TASK TO COMPLETE:
Using the entries below, write out the line with "pub mod engine;", the line with "async fn main()", and every line in between, exactly as each is written.

(Dataset items)
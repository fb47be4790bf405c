//! Visual question answering over HTTP.
//!
//! A single pretrained vision-language model is loaded once at startup and
//! owned by a [`VqaEngine`]. The [`server::router`] exposes `POST /vqa/`,
//! which takes a multipart upload (`image` + `question`) and replies with
//! `{"answer": "..."}`.

pub mod config;
pub mod decode;
pub mod engine;
pub mod error;
pub mod loader;
pub mod model;
pub mod server;

pub use engine::{EngineResponse, EngineState, VqaEngine};
pub use error::VqaError;
pub use model::{VqaAnswer, VqaModel, VqaRequest};
use kornia_vqa::{VqaEngine, config::ServerArgs, loader::PaligemmaVqa, server};
use std::sync::Arc;

#[tokio::main]
async fn main() -> Result<(), Box<dyn std::error::Error>> {
    env_logger::init();
    let args: ServerArgs = argh::from_env();

    // the model is loaded before binding so no request ever sees a cold engine
    let model = PaligemmaVqa::load(args.sample_len)?;
    let engine = Arc::new(VqaEngine::new(model, args.max_in_flight));

    let app = server::router(engine, args.max_upload_bytes);

    let addr = args.addr();
    log::info!("🚀 Starting the server");
    log::info!("🔥 Listening on: {}", addr);
    log::info!("🔧 Admitting up to {} concurrent requests", args.max_in_flight.max(1));

    let listener = tokio::net::TcpListener::bind(addr).await?;
    axum::serve(listener, app).await?;

    Ok(())
}
//! Send worker — writes a transfer's fragments in order with fixed pacing.
//!
//! There is no flow-control signal from the receiver, so a constant delay
//! between writes stands in for backpressure. Writes are not retried; the
//! first failure ends the worker.

use std::sync::atomic::{AtomicUsize, Ordering};
use std::sync::Arc;
use std::time::Duration;

use chunkline_core::Fragment;

use crate::transport::{EndpointHandle, PeerHandle, Transport, TransportError};

pub struct SendWorker<T: Transport> {
    transport: Arc<T>,
    peer: PeerHandle,
    endpoint: EndpointHandle,
    fragments: Vec<Fragment>,
    pacing: Duration,
    progress: Arc<AtomicUsize>,
}

impl<T: Transport> SendWorker<T> {
    pub fn new(
        transport: Arc<T>,
        peer: PeerHandle,
        endpoint: EndpointHandle,
        fragments: Vec<Fragment>,
        pacing: Duration,
    ) -> Self {
        Self {
            transport,
            peer,
            endpoint,
            fragments,
            pacing,
            progress: Arc::new(AtomicUsize::new(0)),
        }
    }

    /// Counter of fragments written so far, readable while the worker runs.
    pub fn progress(&self) -> Arc<AtomicUsize> {
        self.progress.clone()
    }

    /// Write every fragment. Returns how many were written.
    pub async fn run(self) -> Result<usize, TransportError> {
        let total = self.fragments.len();

        for (i, fragment) in self.fragments.into_iter().enumerate() {
            if i > 0 && !self.pacing.is_zero() {
                tokio::time::sleep(self.pacing).await;
            }

            let wire = fragment.encode();
            tracing::trace!(
                index = i + 1,
                total,
                wire_len = wire.len(),
                is_final = fragment.is_final,
                preview = hex::encode(&wire[..wire.len().min(8)]),
                "sending fragment"
            );

            if let Err(e) = self.transport.write_fragment(self.peer, self.endpoint, wire) {
                tracing::warn!(index = i + 1, total, error = %e, "fragment write failed");
                return Err(e);
            }
            self.progress.fetch_add(1, Ordering::Release);
        }

        tracing::debug!(fragments = total, peer = %self.peer, "request fully written");
        Ok(total)
    }
}
//! chunkline integration test harness.
//!
//! Every test runs a real `Central` against the in-process loopback
//! peripheral, so the whole path (discovery, pacing, reassembly, teardown)
//! is exercised without a radio.

use std::time::Duration;

use chunkline_central::{event_channel, Central, LoopbackConfig, LoopbackTransport};
use chunkline_core::ChunklineConfig;

mod exchange;
mod failures;

// ── Harness ───────────────────────────────────────────────────────────────────

/// Config with short timings so tests stay fast.
pub fn fast_config() -> ChunklineConfig {
    let mut config = ChunklineConfig::default();
    config.session.discovery_timeout_ms = 200;
    config.session.pacing_ms = 1;
    config
}

/// A central wired to a loopback peer with the given faults.
pub fn central_with(
    config: ChunklineConfig,
    loopback: LoopbackConfig,
) -> Central<LoopbackTransport> {
    let (sink, events) = event_channel();
    let loopback = LoopbackConfig {
        max_fragment_size: config.fragment.max_fragment_size,
        max_payload_len: config.fragment.max_payload_len,
        ..loopback
    };
    Central::new(LoopbackTransport::new(sink, loopback), events, config)
}

/// A central wired to a well-behaved echoing loopback peer.
pub fn echo_central() -> Central<LoopbackTransport> {
    central_with(fast_config(), LoopbackConfig::default())
}

/// Upper bound on any single test exchange.
pub const TEST_DEADLINE: Duration = Duration::from_secs(5);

PROBLEM SOLUTION:
pub mod engine;
pub mod error;
pub mod loader;
pub mod model;
pub mod server;

pub use engine::{EngineResponse, EngineState, VqaEngine};
pub use error::VqaError;
pub use model::{VqaAnswer, VqaModel, VqaRequest};
use kornia_vqa::{VqaEngine, config::ServerArgs, loader::PaligemmaVqa, server};
use std::sync::Arc;

#[tokio::main]
async fn main() -> Result<(), Box<dyn std::error::Error>> {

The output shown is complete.